Pig Roast at Sunny-Side Farm

  

On November 6, Natasha and I went to a pig roast near York, Pennsylvania at Sunny-Side Farm.  Natasha and I were invited to the roast by one of the owners, Dru Peterson, whom we met at the Lauraville Farmers Market.  This was the first year Sunny-Side Farm raised pigs, so they decided to have a pig roast and a pot luck at the farm to celebrate.  The pig was prepared by one of the chefs (above) from Woodberry Kitchen.  Natasha and I baked garlic-rosemary rolls to share.  
At the roast, we were able to wander around the farm and see the operation.  They had chickens and turkeys spread around the property in moveable coops.  I think Dru said that her husband, Homer, moves the coops every morning so the chickens eat fresh grass and bugs every day.  The chickens and turkeys were all different colors and sizes.  Close to the house they had two geese (careful, they bite).  They also had some cows and a huge pig.  Towards the back of their property (towards the trees in the picture below) they had two beehives.



We didn't know this before our visit, but Sunny-Side slaughters their chickens at the farm in an open-air slaughter station, much like the one used by Polyface Farms (as seen in the Food, Inc. documentary).  The chickens are placed head-first in the cones on the left to be bled out.  Next, they are boiled for a moment in the silver box straight ahead, so that the feathers loosen up.  The silver, cylindrical contraption is the de-feathering machine.  It is filled with rubber rods that spin and pull the feathers out.  Sunny-Side has finished processing chickens this year, but we hope to try and help out with the operation next year.

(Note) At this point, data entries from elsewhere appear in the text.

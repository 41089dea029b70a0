// src/db/models/treeupdates.rs

//! TreeUpdatesEntry model - the move/slotmove directive log of a repository

use crate::error::Result;
use crate::hash::Hasher;
use chrono::Utc;
use rusqlite::{Connection, Row, params};

/// One logged directive
#[derive(Debug, Clone, PartialEq, Eq)]
pub struct TreeUpdatesEntry {
    pub id: Option<i64>,
    pub repository: String,
    /// Directive text, e.g. `move app-misc/foo app-misc/bar`
    pub command: String,
    pub branch: String,
    /// RFC 3339 timestamp
    pub date: String,
}

impl TreeUpdatesEntry {
    /// Create an entry dated now
    pub fn new(repository: String, command: String, branch: String) -> Self {
        Self {
            id: None,
            repository,
            command,
            branch,
            date: Utc::now().to_rfc3339(),
        }
    }

    pub fn insert(&mut self, conn: &Connection) -> Result<i64> {
        conn.execute(
            "INSERT INTO treeupdates (repository, command, branch, date) VALUES (?1, ?2, ?3, ?4)",
            params![&self.repository, &self.command, &self.branch, &self.date],
        )?;

        let id = conn.last_insert_rowid();
        self.id = Some(id);
        Ok(id)
    }

    /// Directives of one repository, oldest first
    pub fn find_by_repository(conn: &Connection, repository: &str) -> Result<Vec<Self>> {
        let mut stmt = conn.prepare(
            "SELECT id, repository, command, branch, date FROM treeupdates
             WHERE repository = ?1 ORDER BY date, id",
        )?;
        let entries = stmt
            .query_map([repository], Self::from_row)?
            .collect::<rusqlite::Result<Vec<_>>>()?;
        Ok(entries)
    }

    pub fn list_all(conn: &Connection) -> Result<Vec<Self>> {
        let mut stmt = conn.prepare(
            "SELECT id, repository, command, branch, date FROM treeupdates
             ORDER BY repository, date, id",
        )?;
        let entries = stmt
            .query_map([], Self::from_row)?
            .collect::<rusqlite::Result<Vec<_>>>()?;
        Ok(entries)
    }

    /// Forget every directive of a repository
    pub fn delete_by_repository(conn: &Connection, repository: &str) -> Result<usize> {
        let removed = conn.execute("DELETE FROM treeupdates WHERE repository = ?1", [repository])?;
        Ok(removed)
    }

    pub(crate) fn from_row(row: &Row) -> rusqlite::Result<Self> {
        Ok(Self {
            id: Some(row.get(0)?),
            repository: row.get(1)?,
            command: row.get(2)?,
            branch: row.get(3)?,
            date: row.get(4)?,
        })
    }
}

/// SHA-256 over the directive list of a repository
///
/// Two repositories with the same directives in the same order share a
/// digest, which lets a client skip directives it has already applied.
pub fn updates_digest(conn: &Connection, repository: &str) -> Result<String> {
    let mut hasher = Hasher::new();
    for entry in TreeUpdatesEntry::find_by_repository(conn, repository)? {
        hasher.update_field(&entry.command);
        hasher.update_field(&entry.branch);
    }
    Ok(hasher.finalize().value)
}
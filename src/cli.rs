// src/cli.rs
//! CLI definitions for entropy-db
//!
//! Command implementations live in the `commands` module.

use clap::{Parser, Subcommand};
use clap_complete::Shell;
use std::path::PathBuf;

pub const DEFAULT_DB_PATH: &str = "/var/lib/entropy/repository.db";

#[derive(Parser)]
#[command(name = "entropy-db")]
#[command(version)]
#[command(about = "Query and maintain a binary package repository", long_about = None)]
pub struct Cli {
    /// Configuration file (default: /etc/entropy/repository.toml)
    #[arg(short, long, global = true)]
    pub config: Option<PathBuf>,

    #[command(subcommand)]
    pub command: Option<Commands>,
}

#[derive(Subcommand)]
pub enum Commands {
    /// Create a repository database
    Init {
        /// Path to the database file
        #[arg(short, long, default_value = DEFAULT_DB_PATH)]
        db_path: String,
    },

    /// Add a package from its JSON description
    Add {
        /// JSON record, or @path to read it from a file
        record: String,

        /// Request a specific package id
        #[arg(long)]
        id: Option<i64>,

        #[arg(short, long, default_value = DEFAULT_DB_PATH)]
        db_path: String,
    },

    /// Remove a package
    Remove {
        id: i64,

        #[arg(short, long, default_value = DEFAULT_DB_PATH)]
        db_path: String,
    },

    /// Resolve an atom to package ids
    Match {
        /// Atom or or-dependency, e.g. ">=app-misc/foo-1.2:2"
        atom: String,

        /// Override the atom's slot
        #[arg(long)]
        slot: Option<String>,

        /// Return every match instead of the newest
        #[arg(long)]
        multi: bool,

        /// Include masked packages
        #[arg(long)]
        no_mask: bool,

        /// Print version, tag and revision with each id
        #[arg(long)]
        extended: bool,

        /// Bypass the match cache
        #[arg(long)]
        no_cache: bool,

        #[arg(short, long, default_value = DEFAULT_DB_PATH)]
        db_path: String,
    },

    /// Check whether a dependency expression is satisfied
    Deps {
        /// Expression, e.g. "( app-misc/a & app-misc/b ) | app-misc/c"
        expr: String,

        #[arg(short, long, default_value = DEFAULT_DB_PATH)]
        db_path: String,
    },

    /// Apply move/slotmove directives from a file
    Treeupdates {
        file: PathBuf,

        /// Show which directives would run without changing anything
        #[arg(long)]
        dry_run: bool,

        #[arg(short, long, default_value = DEFAULT_DB_PATH)]
        db_path: String,
    },

    /// Print the repository checksum
    Checksum {
        /// Also cover dependencies and conflicts
        #[arg(long)]
        strict: bool,

        #[arg(short, long, default_value = DEFAULT_DB_PATH)]
        db_path: String,
    },

    /// Generate shell completions
    Completions {
        /// Shell to generate completions for
        #[arg(value_enum)]
        shell: Shell,
    },
}
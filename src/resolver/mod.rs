// src/resolver/mod.rs

//! Atom matching against a repository
//!
//! A query runs through a fixed pipeline:
//!
//! 1. candidate lookup by name and category ([`candidates`])
//! 2. slot, USE and tag constraints ([`filter`])
//! 3. masking, unless disabled
//! 4. version constraint and final selection ([`select`])
//!
//! A validated [`MatchCache`] hit short-circuits the pipeline. Only a
//! malformed atom is an error; everything else, including a failing
//! backend, is reported through [`MatchResult`].

pub mod cache;
pub mod candidates;
pub mod filter;
pub mod result;
pub mod select;

pub use cache::{CacheEntry, MatchCache};
pub use result::{ExtendedMatch, MatchResult, NotFoundReason};

use crate::atom::{Atom, DepExpr};
use crate::error::{Error, Result};
use crate::repository::RepositoryBackend;
use crate::version::PackageVersion;
use select::Candidate;
use std::collections::BTreeSet;
use tracing::{debug, warn};

/// Knobs of a single query
#[derive(Debug, Clone, PartialEq, Eq)]
pub struct MatchOptions {
    /// Overrides the atom's own slot
    pub match_slot: Option<String>,
    /// Return every survivor instead of the newest one
    pub multi_match: bool,
    pub mask_filter: bool,
    /// Include version, tag and revision with each id
    pub extended: bool,
    pub use_cache: bool,
}

impl Default for MatchOptions {
    fn default() -> Self {
        Self {
            match_slot: None,
            multi_match: false,
            mask_filter: true,
            extended: false,
            use_cache: true,
        }
    }
}

impl MatchOptions {
    pub fn multi() -> Self {
        Self {
            multi_match: true,
            ..Default::default()
        }
    }

    pub fn with_slot(mut self, slot: &str) -> Self {
        self.match_slot = Some(slot.to_string());
        self
    }

    pub fn without_mask(mut self) -> Self {
        self.mask_filter = false;
        self
    }

    pub fn without_cache(mut self) -> Self {
        self.use_cache = false;
        self
    }
}

/// Outcome of evaluating a dependency expression
#[derive(Debug, Clone, PartialEq, Eq)]
pub struct DependencyOutcome {
    pub satisfied: bool,
    /// Leaf atoms that satisfied the expression
    pub atoms: Vec<String>,
}

/// Matches atoms against one repository
pub struct AtomMatcher<'a, B: RepositoryBackend> {
    backend: &'a B,
    cache: Option<&'a MatchCache>,
}

impl<'a, B: RepositoryBackend> AtomMatcher<'a, B> {
    pub fn new(backend: &'a B) -> Self {
        Self { backend, cache: None }
    }

    pub fn with_cache(backend: &'a B, cache: &'a MatchCache) -> Self {
        Self {
            backend,
            cache: Some(cache),
        }
    }

    /// Match an atom or an or-dependency (`a;b?`, `a | b`)
    pub fn match_atom(&self, atom: &str, options: &MatchOptions) -> Result<MatchResult> {
        let expr = DepExpr::parse(atom)?;
        self.match_expr(&expr, options)
    }

    fn match_expr(&self, expr: &DepExpr, options: &MatchOptions) -> Result<MatchResult> {
        match expr {
            DepExpr::Atom(atom) => Ok(self.match_parsed(atom, options)),
            DepExpr::AnyOf(alternatives) => {
                let mut last = MatchResult::NotFound(NotFoundReason::NoCandidates);
                for alternative in alternatives {
                    last = self.match_expr(alternative, options)?;
                    if last.is_found() {
                        return Ok(last);
                    }
                }
                Ok(last)
            }
            DepExpr::AllOf(_) => Err(Error::ParseError(format!(
                "Conjunction '{expr}' cannot resolve to a single match"
            ))),
        }
    }

    /// Match an already parsed atom
    pub fn match_parsed(&self, atom: &Atom, options: &MatchOptions) -> MatchResult {
        let text = atom.to_string();
        let cache = self
            .cache
            .filter(|_| options.use_cache && self.backend.is_cacheable());

        let key = match cache {
            Some(cache) => match MatchCache::key_for(self.backend, &text, options) {
                Ok(key) => match cache.get(self.backend, &key) {
                    Ok(Some(result)) => {
                        debug!("Cache hit for {}", text);
                        return result;
                    }
                    Ok(None) => Some(key),
                    Err(e) => {
                        debug!("Cache lookup for {} failed: {}", text, e);
                        Some(key)
                    }
                },
                Err(e) => {
                    debug!("No cache key for {}: {}", text, e);
                    None
                }
            },
            None => None,
        };

        let result = match self.run_pipeline(atom, options) {
            Ok(result) => result,
            Err(e) => {
                warn!("Repository {} failed matching {}: {}", self.backend.repository_id(), text, e);
                MatchResult::NotFound(NotFoundReason::BackendUnavailable)
            }
        };

        if let (Some(cache), Some(key)) = (cache, key) {
            if let Err(e) = cache.insert(self.backend, key, &result) {
                debug!("Could not cache match for {}: {}", text, e);
            }
        }
        result
    }

    fn run_pipeline(&self, atom: &Atom, options: &MatchOptions) -> Result<MatchResult> {
        let found = match candidates::generate(self.backend, atom)? {
            Ok(found) => found,
            Err(reason) => return Ok(MatchResult::NotFound(reason)),
        };

        let mut ids = filter::filter_candidates(self.backend, &found.ids, atom, options)?;
        if options.mask_filter {
            let mut visible = BTreeSet::new();
            for id in ids {
                if self.backend.mask(id)?.is_visible() {
                    visible.insert(id);
                }
            }
            ids = visible;
        }

        let mut loaded = Vec::with_capacity(ids.len());
        for id in ids {
            loaded.push(Candidate {
                id,
                version: PackageVersion::new(
                    self.backend.version(id)?,
                    self.backend.tag(id)?,
                    self.backend.revision(id)?,
                ),
            });
        }

        let survivors = select::filter_versions(atom, loaded);
        let mut chosen = select::choose(atom, survivors, options.multi_match, found.preferred.as_ref());
        if chosen.is_empty() {
            return Ok(MatchResult::NotFound(NotFoundReason::NoCandidates));
        }

        let extended = |c: Candidate| ExtendedMatch {
            id: c.id,
            version: c.version.version,
            tag: c.version.tag,
            revision: c.version.revision,
        };
        Ok(match (options.multi_match, options.extended) {
            (true, false) => MatchResult::Multi(chosen.into_iter().map(|c| c.id).collect()),
            (true, true) => MatchResult::MultiExtended(chosen.into_iter().map(extended).collect()),
            (false, false) => MatchResult::Single(chosen[0].id),
            (false, true) => MatchResult::SingleExtended(extended(chosen.remove(0))),
        })
    }

    /// Evaluate a whole dependency tree
    ///
    /// Conjunctions need every operand, disjunctions stop at the first
    /// satisfied alternative.
    pub fn evaluate_dependency(&self, expr: &DepExpr, options: &MatchOptions) -> DependencyOutcome {
        match expr {
            DepExpr::Atom(atom) => {
                let satisfied = self.match_parsed(atom, options).is_found();
                DependencyOutcome {
                    satisfied,
                    atoms: if satisfied { vec![atom.to_string()] } else { Vec::new() },
                }
            }
            DepExpr::AnyOf(alternatives) => alternatives
                .iter()
                .map(|alternative| self.evaluate_dependency(alternative, options))
                .find(|outcome| outcome.satisfied)
                .unwrap_or(DependencyOutcome {
                    satisfied: false,
                    atoms: Vec::new(),
                }),
            DepExpr::AllOf(operands) => {
                let mut atoms = Vec::new();
                for operand in operands {
                    let outcome = self.evaluate_dependency(operand, options);
                    if !outcome.satisfied {
                        return DependencyOutcome {
                            satisfied: false,
                            atoms: Vec::new(),
                        };
                    }
                    atoms.extend(outcome.atoms);
                }
                DependencyOutcome { satisfied: true, atoms }
            }
        }
    }
}

#[cfg(test)]
mod tests {
    use super::*;
    use crate::config::EngineConfig;
    use crate::db::models::PackageId;
    use crate::mask::MaskVerdict;
    use crate::repository::{DependencyRef, PackageRecord, SqliteRepository};

    fn repository() -> SqliteRepository {
        let mut repo = SqliteRepository::in_memory(&EngineConfig::default()).unwrap();
        for record in [
            PackageRecord::new("app-misc", "foo", "1.0"),
            PackageRecord::new("app-misc", "foo", "1.2"),
            PackageRecord::new("app-misc", "foo", "2.0").with_slot("2"),
        ] {
            repo.add_package(&record, None).unwrap();
        }
        repo
    }

    #[test]
    fn test_newest_in_slot() {
        let repo = repository();
        let matcher = AtomMatcher::new(&repo);

        let newest = matcher.match_atom("app-misc/foo", &MatchOptions::default()).unwrap();
        assert_eq!(repo.version(newest.single().unwrap()).unwrap(), "2.0");

        let slot0 = matcher.match_atom("app-misc/foo:0", &MatchOptions::default()).unwrap();
        assert_eq!(repo.version(slot0.single().unwrap()).unwrap(), "1.2");

        let forced = matcher
            .match_atom("app-misc/foo:2", &MatchOptions::default().with_slot("0"))
            .unwrap();
        assert_eq!(repo.version(forced.single().unwrap()).unwrap(), "1.2");
    }

    #[test]
    fn test_multi_and_extended() {
        let repo = repository();
        let matcher = AtomMatcher::new(&repo);

        let all = matcher.match_atom(">=app-misc/foo-1.2", &MatchOptions::multi()).unwrap();
        assert_eq!(all.ids().len(), 2);

        let options = MatchOptions {
            extended: true,
            ..Default::default()
        };
        match matcher.match_atom("<app-misc/foo-2", &options).unwrap() {
            MatchResult::SingleExtended(m) => assert_eq!(m.version, "1.2"),
            other => panic!("unexpected {other:?}"),
        }
    }

    #[test]
    fn test_parse_error_is_hard_failure() {
        let repo = repository();
        let matcher = AtomMatcher::new(&repo);
        assert!(matches!(
            matcher.match_atom("app-misc/foo[", &MatchOptions::default()),
            Err(Error::ParseError(_))
        ));
        assert!(matches!(
            matcher.match_atom("app-misc/foo & app-misc/bar", &MatchOptions::default()),
            Err(Error::ParseError(_))
        ));
    }

    #[test]
    fn test_unknown_name() {
        let repo = repository();
        let result = AtomMatcher::new(&repo)
            .match_atom("app-misc/nothere", &MatchOptions::default())
            .unwrap();
        assert_eq!(result, MatchResult::NotFound(NotFoundReason::NoCandidates));
    }

    #[test]
    fn test_evaluate_dependency() {
        let repo = repository();
        let matcher = AtomMatcher::new(&repo);
        let options = MatchOptions::default();

        let expr = DepExpr::parse("app-misc/foo & ( app-misc/nothere | >=app-misc/foo-2 )").unwrap();
        let outcome = matcher.evaluate_dependency(&expr, &options);
        assert!(outcome.satisfied);
        assert_eq!(outcome.atoms, vec!["app-misc/foo", ">=app-misc/foo-2"]);

        let expr = DepExpr::parse("app-misc/foo & app-misc/nothere").unwrap();
        assert!(!matcher.evaluate_dependency(&expr, &options).satisfied);
    }

    /// Backend whose every lookup fails, as after losing its database
    struct UnreachableBackend;

    fn gone<T>() -> Result<T> {
        Err(Error::IoError("repository database is gone".to_string()))
    }

    impl RepositoryBackend for UnreachableBackend {
        fn repository_id(&self) -> &str {
            "unreachable"
        }

        fn find_by_name_category(&self, _name: &str, _category: Option<&str>) -> Result<BTreeSet<PackageId>> {
            gone()
        }

        fn find_by_provided_virtual(&self, _key: &str) -> Result<Vec<(PackageId, bool)>> {
            gone()
        }

        fn slot(&self, _id: PackageId) -> Result<String> {
            gone()
        }

        fn tag(&self, _id: PackageId) -> Result<Option<String>> {
            gone()
        }

        fn version(&self, _id: PackageId) -> Result<String> {
            gone()
        }

        fn revision(&self, _id: PackageId) -> Result<u32> {
            gone()
        }

        fn category(&self, _id: PackageId) -> Result<String> {
            gone()
        }

        fn name(&self, _id: PackageId) -> Result<String> {
            gone()
        }

        fn atom(&self, _id: PackageId) -> Result<String> {
            gone()
        }

        fn use_flags(&self, _id: PackageId) -> Result<BTreeSet<String>> {
            gone()
        }

        fn is_available(&self, _id: PackageId) -> Result<bool> {
            gone()
        }

        fn checksum(&self, _strict: bool) -> Result<String> {
            Ok("unchanged".to_string())
        }

        fn invalidate_checksum(&self) {}

        fn mask(&self, _id: PackageId) -> Result<MaskVerdict> {
            gone()
        }

        fn search_dependency_strings(&self, _needle: &str) -> Result<Vec<DependencyRef>> {
            gone()
        }

        fn dependency_owners(&self, _dep_id: i64) -> Result<BTreeSet<PackageId>> {
            gone()
        }

        fn set_dependency_string(&mut self, _dep_id: i64, _value: &str) -> Result<()> {
            gone()
        }

        fn set_category(&mut self, _id: PackageId, _category: &str) -> Result<()> {
            gone()
        }

        fn set_name(&mut self, _id: PackageId, _name: &str) -> Result<()> {
            gone()
        }

        fn set_atom(&mut self, _id: PackageId, _atom: &str) -> Result<()> {
            gone()
        }

        fn set_slot(&mut self, _id: PackageId, _slot: &str) -> Result<()> {
            gone()
        }
    }

    #[test]
    fn test_backend_failure_is_not_found_and_not_cached() {
        let backend = UnreachableBackend;
        let cache = MatchCache::new();
        let matcher = AtomMatcher::with_cache(&backend, &cache);

        for atom in ["app-misc/foo", "foo", "virtual/jdk"] {
            let result = matcher.match_atom(atom, &MatchOptions::default()).unwrap();
            assert_eq!(result, MatchResult::NotFound(NotFoundReason::BackendUnavailable), "{atom}");
        }
        assert_eq!(cache.len(), 0);

        // a malformed atom is still a hard error
        assert!(matches!(
            matcher.match_atom("app-misc/foo[", &MatchOptions::default()),
            Err(Error::ParseError(_))
        ));
    }
}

Finally, the food.  The pork we had was pretty good, but we got there at a bad time.  Some pork was cooked and ready to eat, but the ribs and loin were being seasoned and weren't going to be ready for quite a while.  Unfortunately, we did not stay for the next round of eats.  We did try a kidney right off the smoker though, which was quite tasty.  It had really absorbed a lot of the smokiness of the charcoal and the wood it was being cooked on.  The consistency was similar to any other cut of pork, but a little bit grainier.  All in all, Natasha and I had a great time.  The weather was nice, the food was good, the farm was great, and the owners of Sunny-Side were awesome.